Segment Open

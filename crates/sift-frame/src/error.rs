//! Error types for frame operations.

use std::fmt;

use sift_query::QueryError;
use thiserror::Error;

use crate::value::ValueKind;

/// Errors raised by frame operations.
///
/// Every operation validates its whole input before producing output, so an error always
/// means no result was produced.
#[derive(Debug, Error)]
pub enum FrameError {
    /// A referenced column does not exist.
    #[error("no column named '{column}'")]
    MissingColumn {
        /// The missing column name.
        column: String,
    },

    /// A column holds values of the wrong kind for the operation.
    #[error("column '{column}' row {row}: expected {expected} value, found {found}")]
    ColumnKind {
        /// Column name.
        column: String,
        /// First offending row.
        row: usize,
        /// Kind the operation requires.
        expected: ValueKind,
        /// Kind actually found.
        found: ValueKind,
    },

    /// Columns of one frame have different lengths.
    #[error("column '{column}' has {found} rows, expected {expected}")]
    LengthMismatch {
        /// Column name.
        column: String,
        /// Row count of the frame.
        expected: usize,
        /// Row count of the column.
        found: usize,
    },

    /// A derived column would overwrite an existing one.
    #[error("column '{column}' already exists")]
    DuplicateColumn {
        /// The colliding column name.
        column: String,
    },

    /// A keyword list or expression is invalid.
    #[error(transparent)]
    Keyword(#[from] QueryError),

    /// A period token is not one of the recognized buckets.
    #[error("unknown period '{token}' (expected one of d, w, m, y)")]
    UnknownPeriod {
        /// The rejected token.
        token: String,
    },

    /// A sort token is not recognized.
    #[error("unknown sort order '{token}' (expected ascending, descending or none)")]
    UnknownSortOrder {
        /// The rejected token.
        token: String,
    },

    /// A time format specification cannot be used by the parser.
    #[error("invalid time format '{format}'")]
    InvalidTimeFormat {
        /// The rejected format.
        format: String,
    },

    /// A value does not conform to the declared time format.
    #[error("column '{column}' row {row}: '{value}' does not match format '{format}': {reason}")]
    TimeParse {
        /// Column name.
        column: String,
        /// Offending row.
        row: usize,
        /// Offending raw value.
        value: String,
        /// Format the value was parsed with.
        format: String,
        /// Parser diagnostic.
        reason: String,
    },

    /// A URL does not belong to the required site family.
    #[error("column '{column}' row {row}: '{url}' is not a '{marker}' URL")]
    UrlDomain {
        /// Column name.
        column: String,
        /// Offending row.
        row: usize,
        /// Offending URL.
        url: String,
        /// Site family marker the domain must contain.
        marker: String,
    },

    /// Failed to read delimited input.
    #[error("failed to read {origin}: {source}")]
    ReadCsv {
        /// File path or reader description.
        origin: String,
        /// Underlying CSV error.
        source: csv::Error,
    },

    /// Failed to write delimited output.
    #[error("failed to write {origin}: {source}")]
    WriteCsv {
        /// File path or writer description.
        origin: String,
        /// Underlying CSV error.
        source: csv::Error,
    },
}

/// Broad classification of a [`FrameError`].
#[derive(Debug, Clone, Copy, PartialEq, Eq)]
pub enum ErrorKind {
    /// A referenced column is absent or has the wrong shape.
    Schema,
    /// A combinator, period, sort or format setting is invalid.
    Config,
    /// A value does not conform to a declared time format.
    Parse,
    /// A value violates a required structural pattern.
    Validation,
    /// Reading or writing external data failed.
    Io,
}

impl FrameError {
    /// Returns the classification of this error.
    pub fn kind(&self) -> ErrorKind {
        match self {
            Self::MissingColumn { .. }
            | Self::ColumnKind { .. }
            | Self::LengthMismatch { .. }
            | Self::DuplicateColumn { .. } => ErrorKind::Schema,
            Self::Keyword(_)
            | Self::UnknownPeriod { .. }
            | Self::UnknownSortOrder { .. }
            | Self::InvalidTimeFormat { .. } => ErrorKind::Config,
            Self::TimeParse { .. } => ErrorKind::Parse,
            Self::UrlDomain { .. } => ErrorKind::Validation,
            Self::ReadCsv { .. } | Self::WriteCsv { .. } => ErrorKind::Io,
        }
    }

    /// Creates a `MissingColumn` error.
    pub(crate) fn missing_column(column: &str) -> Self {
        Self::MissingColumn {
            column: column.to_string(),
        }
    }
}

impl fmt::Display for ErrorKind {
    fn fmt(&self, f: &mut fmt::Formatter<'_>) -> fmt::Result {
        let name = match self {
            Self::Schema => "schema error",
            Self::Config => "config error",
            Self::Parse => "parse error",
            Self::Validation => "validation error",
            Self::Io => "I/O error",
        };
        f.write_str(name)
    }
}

Segment Closed
Segment Open

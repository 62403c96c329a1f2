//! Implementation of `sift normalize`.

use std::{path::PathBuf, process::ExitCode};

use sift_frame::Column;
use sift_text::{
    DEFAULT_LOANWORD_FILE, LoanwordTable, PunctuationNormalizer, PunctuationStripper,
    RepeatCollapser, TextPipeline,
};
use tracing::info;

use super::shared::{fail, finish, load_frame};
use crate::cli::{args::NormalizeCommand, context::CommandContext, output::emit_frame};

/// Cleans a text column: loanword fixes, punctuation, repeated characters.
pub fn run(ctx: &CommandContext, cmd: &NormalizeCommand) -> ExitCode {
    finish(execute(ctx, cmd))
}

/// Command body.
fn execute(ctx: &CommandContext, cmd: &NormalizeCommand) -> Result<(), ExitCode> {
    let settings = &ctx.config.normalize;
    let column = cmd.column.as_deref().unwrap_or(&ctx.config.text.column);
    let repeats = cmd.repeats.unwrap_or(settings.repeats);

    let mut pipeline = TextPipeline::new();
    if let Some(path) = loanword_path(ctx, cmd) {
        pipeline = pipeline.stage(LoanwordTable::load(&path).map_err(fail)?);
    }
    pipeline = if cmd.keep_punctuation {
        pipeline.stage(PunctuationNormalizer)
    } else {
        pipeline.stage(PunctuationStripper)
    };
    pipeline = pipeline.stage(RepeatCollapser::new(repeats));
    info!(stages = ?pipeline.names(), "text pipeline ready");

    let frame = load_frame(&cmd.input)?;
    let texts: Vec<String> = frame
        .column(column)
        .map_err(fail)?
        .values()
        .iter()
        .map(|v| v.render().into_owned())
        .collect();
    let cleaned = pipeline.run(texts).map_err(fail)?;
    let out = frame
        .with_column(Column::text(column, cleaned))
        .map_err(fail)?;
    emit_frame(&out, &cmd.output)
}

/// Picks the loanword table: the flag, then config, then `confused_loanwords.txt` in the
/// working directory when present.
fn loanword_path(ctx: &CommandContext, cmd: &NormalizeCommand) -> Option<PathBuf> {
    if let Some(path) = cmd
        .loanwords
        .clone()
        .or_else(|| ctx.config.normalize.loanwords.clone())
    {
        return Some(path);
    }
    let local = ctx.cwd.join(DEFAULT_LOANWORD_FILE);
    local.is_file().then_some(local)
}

Segment Closed

### PROBLEM DETAILS
Read the entries and show each line that mentions "input".

### OUTPUT OF THE EXERCISE
/// Every operation validates its whole input before producing output, so an error always
    /// Failed to read delimited input.
    let frame = load_frame(&cmd.input)?;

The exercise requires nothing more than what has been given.